Algorithm to schedule people to an activity that should be done in pairs

Question

There is a task that needs to be executed by two people every day and there is a team of people available.

The idea is to assign two different people to that tasks in a way that every possible combination is assigned at least once.

Also, ideally, any particular person should be assigned as far as possible from the previous assigned day.

Example:

Given team: A, B, C, D, E, F

The schedule for the task could be:

Day 1  = A, D
Day 2  = B, E
Day 3  = C, F
Day 4  = A, E
Day 5  = B, F
Day 6  = C, D
Day 7  = A, F
Day 8  = B, D
Day 9  = C, E
Day 10 = E, D
Day 11 = B, E
Day 12 = C, A
...

Note that the same letter is assigned with certain distance from the previous time. For example A is assigned to days 1, 4, 7, 12 and D is assigned to days 1, 6, 8, 10. Note also that all possible combinations are present.

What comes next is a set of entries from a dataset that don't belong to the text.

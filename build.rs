use chrono::Utc;

fn main() {
    // 设置构建时间
    let build_time = Utc::now().format("%Y-%m-%d %H:%M:%S UTC").to_string();
    println!("cargo:rustc-env=BUILD_TIME={}", build_time);
    
    // 当build.rs改变时重新运行
    println!("cargo:rerun-if-changed=build.rs");
}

Currently, I can "manually" combine and sort the pairs for small teams (6 - 8 people), but for bigger teams I haven't been able to come up with an algorithm.

Is there an algorithm that can help me?

Bonus Point:

At any point, a person can become "inactive", and so he should be replaced by someone else following the rules.

Thank you very much!

Answer 1

My approach is like this.

1. Use combinatorics to get all pairs of team members.
2. Keep track of how-many times each member did the task.
3. The next pair for the task is the one with least amount of picks so far.

This way, it is easy to eliminate pairs with absent members, you just exclude it from the list of possible pairs. And when someone comes back, they will be likely to be next in line because of least of assignments so far. This should keep the amount of work stay as close to equlibrium as possible.

It is probably less predictable than round robin, but it does deal better with random perturbations to the planned queue. It is also slower, as it is linear for each pick, round-robin does everything, and picking is constant, but I guess it is acceptable.

Skeleton python code:

import itertools as it

def pick_pair(pairs):
  pair = min(pairs, key=lambda p: p[0]['count'] + p[1]['count'])
  pair[0]['count'] += 1
  pair[1]['count'] += 1
  return pair

team = [ {'name' : name, 'count' : 0} for name in range(6) ]
pairs = list(it.combinations(team,2))

day = 0
for i in range(len(pairs)):
  print("Day {}: {}".format(day, pick_pair(pairs)))
  day += 1

To account for absent team-members you have to filter the pairs passed to pick_pair.

Answer 2

The following round-robin scheduling algorithm described on Wikipedia solves the non-bonus part of your question. The idea is to pair like

0 1 2 3 4
5 6 7 8 9

getting pairs 05 16 27 38 49, and then rotate clockwise all but 0

0 5 1 2 3
6 7 8 9 4

getting pairs 06 57 18 29 34, and then repeat

0 6 5 1 2
7 8 9 4 3

etc. Although this algorithm was designed for parallel round-robin tournaments, it happens to have the property that, because the clockwise rotation doesn't move any element very far horizontally, the gaps between occurrences of each particular number is fairly consistent.

To answer your bonus question, I would recommend experimenting with local search -- there's no way that random disruptions are going to let any ahead-of-time combinatorial solution work properly.